PROBLEM:
Retype every record below exactly as it is written.

SUPPLIED RECORDS section start

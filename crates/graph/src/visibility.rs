//! Per-relation visibility and global display flags.

use indexmap::IndexMap;
use partial_dot_semantics::{Named, Relation, RelationDetail, SemanticModel, TruthValue};
use serde::{Deserialize, Deserializer, Serialize};

/// How much of a relation is drawn.
///
/// The levels form a chain: `None` hides the relation, `Must` hides only its
/// `UNKNOWN` tuples, `All` shows everything.
#[derive(Debug, Clone, Copy, PartialEq, Eq, Hash, PartialOrd, Ord, Default, Serialize)]
#[serde(rename_all = "lowercase")]
pub enum Visibility {
    #[default]
    None,
    Must,
    All,
}

impl Visibility {
    pub fn as_str(self) -> &'static str {
        match self {
            Visibility::None => "none",
            Visibility::Must => "must",
            Visibility::All => "all",
        }
    }

    /// Parse a visibility name. Anything unrecognized hides the relation.
    pub fn from_name(name: &str) -> Self {
        match name {
            "none" => Visibility::None,
            "must" => Visibility::Must,
            "all" => Visibility::All,
            other => {
                tracing::warn!(visibility = other, "unknown visibility, hiding relation");
                Visibility::None
            }
        }
    }

    pub fn is_visible(self) -> bool {
        self != Visibility::None
    }

    /// Whether a tuple with `value` is drawn at this level.
    pub fn shows(self, value: TruthValue) -> bool {
        match self {
            Visibility::None => false,
            Visibility::Must => !value.is_unknown(),
            Visibility::All => true,
        }
    }
}

impl<'de> Deserialize<'de> for Visibility {
    fn deserialize<D: Deserializer<'de>>(deserializer: D) -> Result<Self, D::Error> {
        match serde_json::Value::deserialize(deserializer)? {
            serde_json::Value::String(name) => Ok(Visibility::from_name(&name)),
            other => {
                tracing::warn!(visibility = %other, "unknown visibility, hiding relation");
                Ok(Visibility::None)
            }
        }
    }
}

/// Visibility a relation gets when the user has not chosen one.
pub fn default_visibility(relation: &Relation) -> Visibility {
    if relation.arity == 0 || relation.arity > 2 {
        return Visibility::None;
    }
    match relation.detail {
        RelationDetail::Class { .. }
        | RelationDetail::Reference { .. }
        | RelationDetail::Opposite { .. } => Visibility::All,
        RelationDetail::Predicate { error: true } => Visibility::Must,
        RelationDetail::Predicate { error: false } | RelationDetail::Builtin => Visibility::None,
    }
}

/// Whether `visibility` can be chosen for `relation` at all.
pub fn is_visibility_allowed(relation: &Relation, visibility: Visibility) -> bool {
    if visibility == Visibility::None {
        return true;
    }
    if relation.arity == 0 || relation.arity > 2 {
        return false;
    }
    match relation.detail {
        // Error predicates have no may-matches to show.
        RelationDetail::Predicate { error: true } => visibility != Visibility::All,
        RelationDetail::Predicate { error: false }
        | RelationDetail::Class { .. }
        | RelationDetail::Reference { .. }
        | RelationDetail::Opposite { .. }
        | RelationDetail::Builtin => true,
    }
}

/// User-controlled display settings for one rendering.
///
/// Only relations whose visibility differs from [`default_visibility`] are
/// stored, so an empty policy means "nothing filtered".
#[derive(Debug, Clone, PartialEq, Eq, Serialize, Deserialize)]
#[serde(rename_all = "camelCase", default)]
pub struct VisibilityPolicy {
    visibility: IndexMap<String, Visibility>,
    /// Draw nodes whose `exists` fact is `FALSE`
    pub show_non_existent: bool,
    /// Append the `count` label to node names
    pub scopes: bool,
    /// Show simple names instead of qualified ones
    pub abbreviate: bool,
}

impl Default for VisibilityPolicy {
    fn default() -> Self {
        Self {
            visibility: IndexMap::new(),
            show_non_existent: false,
            scopes: false,
            abbreviate: true,
        }
    }
}

impl VisibilityPolicy {
    pub fn new() -> Self {
        Self::default()
    }

    pub fn from_json(json: &str) -> Result<Self, serde_json::Error> {
        serde_json::from_str(json)
    }

    /// Builder-style override, stored even when it equals the default.
    pub fn with_visibility(mut self, relation: impl Into<String>, visibility: Visibility) -> Self {
        self.visibility.insert(relation.into(), visibility);
        self
    }

    pub fn with_show_non_existent(mut self, show_non_existent: bool) -> Self {
        self.show_non_existent = show_non_existent;
        self
    }

    pub fn with_scopes(mut self, scopes: bool) -> Self {
        self.scopes = scopes;
        self
    }

    pub fn with_abbreviate(mut self, abbreviate: bool) -> Self {
        self.abbreviate = abbreviate;
        self
    }

    /// Effective visibility of a relation.
    pub fn visibility_of(&self, relation: &Relation) -> Visibility {
        self.visibility
            .get(&relation.name)
            .copied()
            .unwrap_or_else(|| default_visibility(relation))
    }

    /// Effective visibility of a relation looked up by name; unknown
    /// relations are hidden.
    pub fn visibility(&self, model: &SemanticModel, name: &str) -> Visibility {
        match model.relation(name) {
            Some(relation) => self.visibility_of(relation),
            None => Visibility::None,
        }
    }

    /// Explicitly chosen levels, in the order they were chosen.
    pub fn overrides(&self) -> impl Iterator<Item = (&str, Visibility)> {
        self.visibility
            .iter()
            .map(|(name, visibility)| (name.as_str(), *visibility))
    }

    pub fn has_overrides(&self) -> bool {
        !self.visibility.is_empty()
    }

    /// Choose a level for a relation. Returns `false` (and changes nothing)
    /// for unknown relations and levels the relation does not allow.
    pub fn set_visibility(&mut self, model: &SemanticModel, name: &str, visibility: Visibility) -> bool {
        let Some(relation) = model.relation(name) else {
            return false;
        };
        if !is_visibility_allowed(relation, visibility) {
            return false;
        }
        if default_visibility(relation) == visibility {
            self.visibility.shift_remove(name);
        } else {
            self.visibility.insert(name.to_string(), visibility);
        }
        true
    }

    /// Step `none -> must -> all -> none`, skipping levels that are not allowed.
    pub fn cycle_visibility(&mut self, model: &SemanticModel, name: &str) {
        let Some(relation) = model.relation(name) else {
            return;
        };
        let next = match self.visibility_of(relation) {
            Visibility::None => Visibility::Must,
            Visibility::Must if is_visibility_allowed(relation, Visibility::All) => Visibility::All,
            Visibility::Must | Visibility::All => Visibility::None,
        };
        self.set_visibility(model, name, next);
    }

    /// Hide every relation of the model.
    pub fn hide_all(&mut self, model: &SemanticModel) {
        for relation in model.relations() {
            self.set_visibility(model, &relation.name, Visibility::None);
        }
    }

    /// Forget all explicit choices.
    pub fn reset_filter(&mut self) {
        self.visibility.clear();
    }

    pub fn toggle_show_non_existent(&mut self) {
        self.show_non_existent = !self.show_non_existent;
    }

    pub fn toggle_scopes(&mut self) {
        self.scopes = !self.scopes;
    }

    pub fn toggle_abbreviate(&mut self) {
        self.abbreviate = !self.abbreviate;
    }

    /// Name shown for a node or relation, before any escaping.
    pub fn display_name<'a, T: Named>(&self, item: &'a T) -> &'a str {
        if self.abbreviate {
            item.simple_name()
        } else {
            item.name()
        }
    }
}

SUPPLIED RECORDS section end

SOLUTION TO THIS PROBLEM:
filename crates/graph/src/visibility.rs
//! Per-relation visibility and global display flags.

use indexmap::IndexMap;
use partial_dot_semantics::{Named, Relation, RelationDetail, SemanticModel, TruthValue};
use serde::{Deserialize, Deserializer, Serialize};

/// How much of a relation is drawn.
///
/// The levels form a chain: `None` hides the relation, `Must` hides only its
/// `UNKNOWN` tuples, `All` shows everything.
#[derive(Debug, Clone, Copy, PartialEq, Eq, Hash, PartialOrd, Ord, Default, Serialize)]
#[serde(rename_all = "lowercase")]
pub enum Visibility {
    #[default]
    None,
    Must,
    All,
}

impl Visibility {
    pub fn as_str(self) -> &'static str {
        match self {
            Visibility::None => "none",
            Visibility::Must => "must",
            Visibility::All => "all",
        }
    }

    /// Parse a visibility name. Anything unrecognized hides the relation.
    pub fn from_name(name: &str) -> Self {
        match name {
            "none" => Visibility::None,
            "must" => Visibility::Must,
            "all" => Visibility::All,
            other => {
                tracing::warn!(visibility = other, "unknown visibility, hiding relation");
                Visibility::None
            }
        }
    }

    pub fn is_visible(self) -> bool {
        self != Visibility::None
    }

    /// Whether a tuple with `value` is drawn at this level.
    pub fn shows(self, value: TruthValue) -> bool {
        match self {
            Visibility::None => false,
            Visibility::Must => !value.is_unknown(),
            Visibility::All => true,
        }
    }
}

impl<'de> Deserialize<'de> for Visibility {
    fn deserialize<D: Deserializer<'de>>(deserializer: D) -> Result<Self, D::Error> {
        match serde_json::Value::deserialize(deserializer)? {
            serde_json::Value::String(name) => Ok(Visibility::from_name(&name)),
            other => {
                tracing::warn!(visibility = %other, "unknown visibility, hiding relation");
                Ok(Visibility::None)
            }
        }
    }
}

/// Visibility a relation gets when the user has not chosen one.
pub fn default_visibility(relation: &Relation) -> Visibility {
    if relation.arity == 0 || relation.arity > 2 {
        return Visibility::None;
    }
    match relation.detail {
        RelationDetail::Class { .. }
        | RelationDetail::Reference { .. }
        | RelationDetail::Opposite { .. } => Visibility::All,
        RelationDetail::Predicate { error: true } => Visibility::Must,
        RelationDetail::Predicate { error: false } | RelationDetail::Builtin => Visibility::None,
    }
}

/// Whether `visibility` can be chosen for `relation` at all.
pub fn is_visibility_allowed(relation: &Relation, visibility: Visibility) -> bool {
    if visibility == Visibility::None {
        return true;
    }
    if relation.arity == 0 || relation.arity > 2 {
        return false;
    }
    match relation.detail {
        // Error predicates have no may-matches to show.
        RelationDetail::Predicate { error: true } => visibility != Visibility::All,
        RelationDetail::Predicate { error: false }
        | RelationDetail::Class { .. }
        | RelationDetail::Reference { .. }
        | RelationDetail::Opposite { .. }
        | RelationDetail::Builtin => true,
    }
}

/// User-controlled display settings for one rendering.
///
/// Only relations whose visibility differs from [`default_visibility`] are
/// stored, so an empty policy means "nothing filtered".
#[derive(Debug, Clone, PartialEq, Eq, Serialize, Deserialize)]
#[serde(rename_all = "camelCase", default)]
pub struct VisibilityPolicy {
    visibility: IndexMap<String, Visibility>,
    /// Draw nodes whose `exists` fact is `FALSE`
    pub show_non_existent: bool,
    /// Append the `count` label to node names
    pub scopes: bool,
    /// Show simple names instead of qualified ones
    pub abbreviate: bool,
}

impl Default for VisibilityPolicy {
    fn default() -> Self {
        Self {
            visibility: IndexMap::new(),
            show_non_existent: false,
            scopes: false,
            abbreviate: true,
        }
    }
}

impl VisibilityPolicy {
    pub fn new() -> Self {
        Self::default()
    }

    pub fn from_json(json: &str) -> Result<Self, serde_json::Error> {
        serde_json::from_str(json)
    }

    /// Builder-style override, stored even when it equals the default.
    pub fn with_visibility(mut self, relation: impl Into<String>, visibility: Visibility) -> Self {
        self.visibility.insert(relation.into(), visibility);
        self
    }

    pub fn with_show_non_existent(mut self, show_non_existent: bool) -> Self {
        self.show_non_existent = show_non_existent;
        self
    }

    pub fn with_scopes(mut self, scopes: bool) -> Self {
        self.scopes = scopes;
        self
    }

    pub fn with_abbreviate(mut self, abbreviate: bool) -> Self {
        self.abbreviate = abbreviate;
        self
    }

    /// Effective visibility of a relation.
    pub fn visibility_of(&self, relation: &Relation) -> Visibility {
        self.visibility
            .get(&relation.name)
            .copied()
            .unwrap_or_else(|| default_visibility(relation))
    }

    /// Effective visibility of a relation looked up by name; unknown
    /// relations are hidden.
    pub fn visibility(&self, model: &SemanticModel, name: &str) -> Visibility {
        match model.relation(name) {
            Some(relation) => self.visibility_of(relation),
            None => Visibility::None,
        }
    }

    /// Explicitly chosen levels, in the order they were chosen.
    pub fn overrides(&self) -> impl Iterator<Item = (&str, Visibility)> {
        self.visibility
            .iter()
            .map(|(name, visibility)| (name.as_str(), *visibility))
    }

    pub fn has_overrides(&self) -> bool {
        !self.visibility.is_empty()
    }

    /// Choose a level for a relation. Returns `false` (and changes nothing)
    /// for unknown relations and levels the relation does not allow.
    pub fn set_visibility(&mut self, model: &SemanticModel, name: &str, visibility: Visibility) -> bool {
        let Some(relation) = model.relation(name) else {
            return false;
        };
        if !is_visibility_allowed(relation, visibility) {
            return false;
        }
        if default_visibility(relation) == visibility {
            self.visibility.shift_remove(name);
        } else {
            self.visibility.insert(name.to_string(), visibility);
        }
        true
    }

    /// Step `none -> must -> all -> none`, skipping levels that are not allowed.
    pub fn cycle_visibility(&mut self, model: &SemanticModel, name: &str) {
        let Some(relation) = model.relation(name) else {
            return;
        };
        let next = match self.visibility_of(relation) {
            Visibility::None => Visibility::Must,
            Visibility::Must if is_visibility_allowed(relation, Visibility::All) => Visibility::All,
            Visibility::Must | Visibility::All => Visibility::None,
        };
        self.set_visibility(model, name, next);
    }

    /// Hide every relation of the model.
    pub fn hide_all(&mut self, model: &SemanticModel) {
        for relation in model.relations() {
            self.set_visibility(model, &relation.name, Visibility::None);
        }
    }

    /// Forget all explicit choices.
    pub fn reset_filter(&mut self) {
        self.visibility.clear();
    }

    pub fn toggle_show_non_existent(&mut self) {
        self.show_non_existent = !self.show_non_existent;
    }

    pub fn toggle_scopes(&mut self) {
        self.scopes = !self.scopes;
    }

    pub fn toggle_abbreviate(&mut self) {
        self.abbreviate = !self.abbreviate;
    }

    /// Name shown for a node or relation, before any escaping.
    pub fn display_name<'a, T: Named>(&self, item: &'a T) -> &'a str {
        if self.abbreviate {
            item.simple_name()
        } else {
            item.name()
        }
    }
}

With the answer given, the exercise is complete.